§ **EXERCISE DESCRIPTION**:
Please return all lines of the data below containing the string "bail".

DATA RECORDS Start Marker

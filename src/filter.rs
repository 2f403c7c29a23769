//! Module containing sift's entry point
use std::io::Stderr;
use std::sync::Arc;

use color_eyre::eyre::{self, OptionExt, Result, bail};
use ratatui::backend::CrosstermBackend;
use tokio::runtime::{Handle, RuntimeFlavor};
use tokio::task::block_in_place;

use crate::options::FilterOptions;
use crate::output::{FilterOutput, Outcome};
use crate::theme::ColorTheme;
use crate::tui::{App, Event, Tui};

/// Main entry point for running sift
pub struct Filter<Backend = CrosstermBackend<Stderr>>
where
    Backend: ratatui::backend::Backend,
    Backend::Error: Send + Sync + 'static,
{
    app: App,
    tui: Option<Tui<Backend>>,
}

impl Filter {
    /// Run sift over `candidates`
    ///
    /// Returns without drawing anything when `--exit-0` or `--select-1` decide
    /// the outcome up front.
    ///
    /// When called from inside a multi-threaded tokio runtime the UI runs on it,
    /// otherwise a current-thread runtime is created for the session.
    pub fn run_with(options: FilterOptions, candidates: Vec<String>) -> Result<FilterOutput> {
        trace!("running sift");
        let mut filter = Self::init(options, candidates);

        if let Some(outcome) = filter.early_outcome() {
            debug!("decided before entering: {outcome:?}");
            filter.app.outcome = Some(outcome);
        } else {
            filter.init_tui()?;
            let task = async {
                filter.enter()?;
                filter.run().await?;
                eyre::Ok(())
            };

            match Handle::try_current() {
                Ok(handle) if handle.runtime_flavor() == RuntimeFlavor::MultiThread => {
                    block_in_place(|| handle.block_on(task))?;
                }
                Ok(_) => bail!("sift cannot block a current-thread runtime, run it from a multi-threaded one"),
                Err(_) => {
                    let rt = tokio::runtime::Builder::new_current_thread().enable_all().build()?;
                    rt.block_on(task)?;
                }
            }
        }
        let output = filter.output();
        debug!("output: {output:?}");

        Ok(output)
    }

    /// Initialize the TUI on stderr, but do not enter it yet
    pub fn init_tui(&mut self) -> Result<()> {
        let height = match self.app.options.height {
            0 => 0,
            list => list.saturating_add(self.app.chrome_height()),
        };
        self.tui = Some(Tui::new(height)?);
        Ok(())
    }
}

impl<Backend: ratatui::backend::Backend + 'static> Filter<Backend>
where
    Backend::Error: Send + Sync + 'static,
{
    /// Initialize sift, running the initial query, without touching the terminal
    pub fn init(options: FilterOptions, candidates: Vec<String>) -> Self {
        let theme = Arc::new(ColorTheme::init_from_options(&options));
        debug!("{} candidates, limit {}", candidates.len(), options.limit);
        Self {
            app: App::from_options(options, theme, candidates),
            tui: None,
        }
    }

    /// Initialize the TUI with a caller-provided instance.
    ///
    /// Use this instead of [`init_tui()`](Filter::init_tui) when you need a
    /// non-default backend (e.g. `TestBackend` for tests).
    pub fn init_tui_with(&mut self, tui: Tui<Backend>) {
        self.tui = Some(tui);
    }

    /// Outcome decided by `--exit-0` / `--select-1` before any frame is drawn
    pub fn early_outcome(&self) -> Option<Outcome> {
        let app = &self.app;
        match app.item_list.count() {
            0 if app.options.exit_0 => Some(Outcome::QuitEmpty),
            1 if app.options.select_1 => Some(Outcome::Submitted(
                app.item_list.items().iter().map(|item| item.text.to_string()).collect(),
            )),
            _ => None,
        }
    }

    /// Returns a shared reference to the application state.
    pub fn app(&self) -> &App {
        &self.app
    }

    /// Returns a mutable reference to the application state.
    pub fn app_mut(&mut self) -> &mut App {
        &mut self.app
    }

    /// Returns a shared reference to the TUI, if initialized
    pub fn tui_ref(&self) -> Option<&Tui<Backend>> {
        self.tui.as_ref()
    }

    /// Returns a mutable reference to the TUI, if initialized
    pub fn tui_mut(&mut self) -> Option<&mut Tui<Backend>> {
        self.tui.as_mut()
    }

    /// Returns mutable references to both the app and the TUI simultaneously.
    ///
    /// This is needed to call `app.handle_event(tui, ...)`, which borrows both.
    pub fn app_and_tui(&mut self) -> Result<(&mut App, &mut Tui<Backend>)> {
        let tui = self
            .tui
            .as_mut()
            .ok_or_eyre("TUI needs to be initialized before access")?;
        Ok((&mut self.app, tui))
    }

    /// Returns a clone of the TUI event sender.
    ///
    /// Use this to send events (e.g. [`Event::Action`]) to the running session
    /// from outside the event loop.
    pub fn event_sender(&self) -> Result<tokio::sync::mpsc::UnboundedSender<Event>> {
        Ok(self
            .tui
            .as_ref()
            .ok_or_eyre("TUI needs to be initialized using Filter::init_tui before getting the event sender")?
            .event_tx
            .clone())
    }

    /// Enter the TUI and queue the first layout and frame
    pub fn enter(&mut self) -> Result<()> {
        debug!("Entering TUI");
        let tui = self
            .tui
            .as_mut()
            .ok_or_eyre("TUI needs to be initialized using Filter::init_tui before entering")?;
        tui.enter()?;
        let size = tui.size()?;
        tui.event_tx.send(Event::Resize(size.width, size.height))?;
        Ok(())
    }

    /// Returns true once the session is decided
    pub fn should_quit(&self) -> bool {
        self.app.should_quit
    }

    /// Process a single event loop iteration.
    ///
    /// Returns `Ok(true)` if sift should quit, `Ok(false)` to continue.
    pub async fn tick(&mut self) -> Result<bool> {
        let tui = self
            .tui
            .as_mut()
            .ok_or_eyre("TUI should be initialized before the event loop can start")?;
        let evt = tui.next().await.ok_or_eyre("Could not acquire next event")?;
        trace!("event: {evt:?}");
        self.app.handle_event(tui, &evt)?;
        Ok(self.app.should_quit)
    }

    /// Run the event loop on the current task until the session is decided.
    pub async fn run(&mut self) -> Result<()> {
        trace!("Starting event loop");
        loop {
            if self.tick().await? {
                break Ok(());
            }
        }
    }

    /// Capture `self` and extract the output
    pub fn output(mut self) -> FilterOutput {
        if let Some(mut tui) = self.tui.take()
            && let Err(e) = tui.exit()
        {
            warn!("failed to restore the terminal: {e}");
        }
        FilterOutput {
            // unset when the loop never finished
            outcome: self.app.outcome.take().unwrap_or(Outcome::Aborted),
            query: self.app.input.value.clone(),
        }
    }
}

DATA RECORDS End Marker

§ **YOUR SOLUTION**:
use color_eyre::eyre::{self, OptionExt, Result, bail};
                Ok(_) => bail!("sift cannot block a current-thread runtime, run it from a multi-threaded one"),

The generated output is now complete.